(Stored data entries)
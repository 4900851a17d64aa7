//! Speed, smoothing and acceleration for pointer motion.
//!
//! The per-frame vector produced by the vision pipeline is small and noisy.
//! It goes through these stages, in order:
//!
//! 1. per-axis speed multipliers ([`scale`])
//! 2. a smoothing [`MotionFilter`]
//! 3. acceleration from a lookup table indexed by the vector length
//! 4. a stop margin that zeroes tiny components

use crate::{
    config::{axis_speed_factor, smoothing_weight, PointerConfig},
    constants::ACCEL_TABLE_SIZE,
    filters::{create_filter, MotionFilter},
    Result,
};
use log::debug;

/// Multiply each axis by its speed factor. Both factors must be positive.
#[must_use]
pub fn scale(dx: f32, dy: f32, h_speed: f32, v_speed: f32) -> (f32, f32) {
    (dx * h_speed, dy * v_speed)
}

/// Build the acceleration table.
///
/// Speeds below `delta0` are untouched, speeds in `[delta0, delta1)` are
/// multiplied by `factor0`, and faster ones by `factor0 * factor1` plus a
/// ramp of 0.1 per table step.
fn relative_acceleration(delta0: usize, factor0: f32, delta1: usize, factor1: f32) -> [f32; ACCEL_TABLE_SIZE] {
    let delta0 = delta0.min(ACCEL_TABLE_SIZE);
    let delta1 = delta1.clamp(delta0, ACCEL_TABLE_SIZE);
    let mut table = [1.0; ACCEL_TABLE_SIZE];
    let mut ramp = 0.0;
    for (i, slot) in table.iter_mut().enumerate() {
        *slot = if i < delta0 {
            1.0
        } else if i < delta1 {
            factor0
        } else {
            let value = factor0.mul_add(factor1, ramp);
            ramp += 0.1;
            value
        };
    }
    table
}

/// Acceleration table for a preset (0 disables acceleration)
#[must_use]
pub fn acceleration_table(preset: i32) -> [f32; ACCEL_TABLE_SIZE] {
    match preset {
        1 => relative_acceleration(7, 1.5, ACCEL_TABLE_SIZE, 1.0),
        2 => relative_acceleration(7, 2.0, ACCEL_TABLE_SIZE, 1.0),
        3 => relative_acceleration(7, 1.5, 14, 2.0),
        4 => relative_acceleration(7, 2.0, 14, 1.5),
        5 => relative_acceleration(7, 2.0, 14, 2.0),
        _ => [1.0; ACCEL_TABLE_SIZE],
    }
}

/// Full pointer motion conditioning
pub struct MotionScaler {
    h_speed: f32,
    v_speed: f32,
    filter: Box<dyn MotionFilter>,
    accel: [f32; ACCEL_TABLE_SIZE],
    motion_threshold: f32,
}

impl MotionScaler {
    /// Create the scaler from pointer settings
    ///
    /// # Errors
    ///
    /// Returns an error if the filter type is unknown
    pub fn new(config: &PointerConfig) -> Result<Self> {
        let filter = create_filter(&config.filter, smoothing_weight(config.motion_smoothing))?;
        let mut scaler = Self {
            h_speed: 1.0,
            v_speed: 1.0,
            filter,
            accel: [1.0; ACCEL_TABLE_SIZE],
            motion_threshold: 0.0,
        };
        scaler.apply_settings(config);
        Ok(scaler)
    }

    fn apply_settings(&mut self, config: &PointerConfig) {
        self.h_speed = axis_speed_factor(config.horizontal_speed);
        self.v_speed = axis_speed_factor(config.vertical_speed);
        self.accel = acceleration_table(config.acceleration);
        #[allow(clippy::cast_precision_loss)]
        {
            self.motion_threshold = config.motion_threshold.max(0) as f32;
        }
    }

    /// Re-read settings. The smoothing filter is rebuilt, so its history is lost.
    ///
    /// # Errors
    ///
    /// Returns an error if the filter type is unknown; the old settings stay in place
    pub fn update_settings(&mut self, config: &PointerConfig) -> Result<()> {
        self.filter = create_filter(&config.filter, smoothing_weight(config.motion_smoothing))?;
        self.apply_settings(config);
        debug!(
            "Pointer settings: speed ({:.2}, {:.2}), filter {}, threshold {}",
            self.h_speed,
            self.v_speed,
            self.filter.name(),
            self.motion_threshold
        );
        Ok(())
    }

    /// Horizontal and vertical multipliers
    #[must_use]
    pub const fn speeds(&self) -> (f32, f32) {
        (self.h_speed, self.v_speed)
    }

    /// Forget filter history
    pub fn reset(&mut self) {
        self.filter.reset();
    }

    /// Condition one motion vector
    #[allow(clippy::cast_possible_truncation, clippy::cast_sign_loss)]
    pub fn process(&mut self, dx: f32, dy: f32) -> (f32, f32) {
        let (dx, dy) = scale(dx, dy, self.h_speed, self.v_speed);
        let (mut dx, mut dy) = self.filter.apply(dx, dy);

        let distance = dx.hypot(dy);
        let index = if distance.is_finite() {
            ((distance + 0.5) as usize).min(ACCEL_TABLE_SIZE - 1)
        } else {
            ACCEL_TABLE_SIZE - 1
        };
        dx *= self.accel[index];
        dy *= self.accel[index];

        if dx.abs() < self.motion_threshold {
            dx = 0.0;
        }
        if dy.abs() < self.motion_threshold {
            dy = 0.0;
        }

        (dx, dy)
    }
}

---

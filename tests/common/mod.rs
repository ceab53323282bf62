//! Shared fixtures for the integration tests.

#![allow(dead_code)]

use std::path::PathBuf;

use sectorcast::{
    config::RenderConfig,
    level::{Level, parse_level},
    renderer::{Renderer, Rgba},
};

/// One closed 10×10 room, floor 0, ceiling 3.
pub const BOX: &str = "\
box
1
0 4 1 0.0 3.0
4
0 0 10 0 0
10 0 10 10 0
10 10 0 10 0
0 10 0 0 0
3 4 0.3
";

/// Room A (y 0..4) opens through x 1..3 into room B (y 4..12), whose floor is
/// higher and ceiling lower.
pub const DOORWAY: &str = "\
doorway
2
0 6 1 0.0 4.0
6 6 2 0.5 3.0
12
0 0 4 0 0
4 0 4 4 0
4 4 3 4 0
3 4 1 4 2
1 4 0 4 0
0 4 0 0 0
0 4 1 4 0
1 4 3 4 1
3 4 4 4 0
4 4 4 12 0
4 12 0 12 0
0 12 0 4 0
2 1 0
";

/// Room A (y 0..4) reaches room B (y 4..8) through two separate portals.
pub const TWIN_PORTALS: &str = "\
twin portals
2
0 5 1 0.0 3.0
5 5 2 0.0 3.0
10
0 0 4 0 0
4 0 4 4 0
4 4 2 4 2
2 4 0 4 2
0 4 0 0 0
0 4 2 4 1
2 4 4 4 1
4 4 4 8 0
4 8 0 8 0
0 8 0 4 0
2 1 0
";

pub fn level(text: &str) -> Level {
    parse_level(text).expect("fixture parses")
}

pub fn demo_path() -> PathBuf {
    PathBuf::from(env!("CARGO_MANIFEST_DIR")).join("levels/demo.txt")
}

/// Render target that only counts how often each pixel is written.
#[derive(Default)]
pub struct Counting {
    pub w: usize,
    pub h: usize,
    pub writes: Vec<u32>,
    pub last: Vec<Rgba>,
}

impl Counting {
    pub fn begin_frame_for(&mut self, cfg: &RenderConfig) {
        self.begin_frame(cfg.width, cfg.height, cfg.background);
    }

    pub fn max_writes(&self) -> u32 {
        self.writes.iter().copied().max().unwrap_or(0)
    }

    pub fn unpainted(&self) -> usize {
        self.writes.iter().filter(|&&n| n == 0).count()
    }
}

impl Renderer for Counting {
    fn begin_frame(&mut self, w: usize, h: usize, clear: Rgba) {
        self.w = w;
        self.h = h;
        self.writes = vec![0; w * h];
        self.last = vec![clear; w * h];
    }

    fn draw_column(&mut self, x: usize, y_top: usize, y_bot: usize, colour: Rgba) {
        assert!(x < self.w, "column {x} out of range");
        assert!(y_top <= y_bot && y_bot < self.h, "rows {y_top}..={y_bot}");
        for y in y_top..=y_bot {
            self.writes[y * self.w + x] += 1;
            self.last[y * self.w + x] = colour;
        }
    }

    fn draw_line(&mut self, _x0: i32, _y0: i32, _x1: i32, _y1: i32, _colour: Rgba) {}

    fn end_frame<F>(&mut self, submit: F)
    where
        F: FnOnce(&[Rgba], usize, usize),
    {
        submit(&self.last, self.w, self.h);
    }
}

§ Task item: Looking at the records, state how many lines contain "Rgba" and write nothing besides that number.

§ Exercise result: 6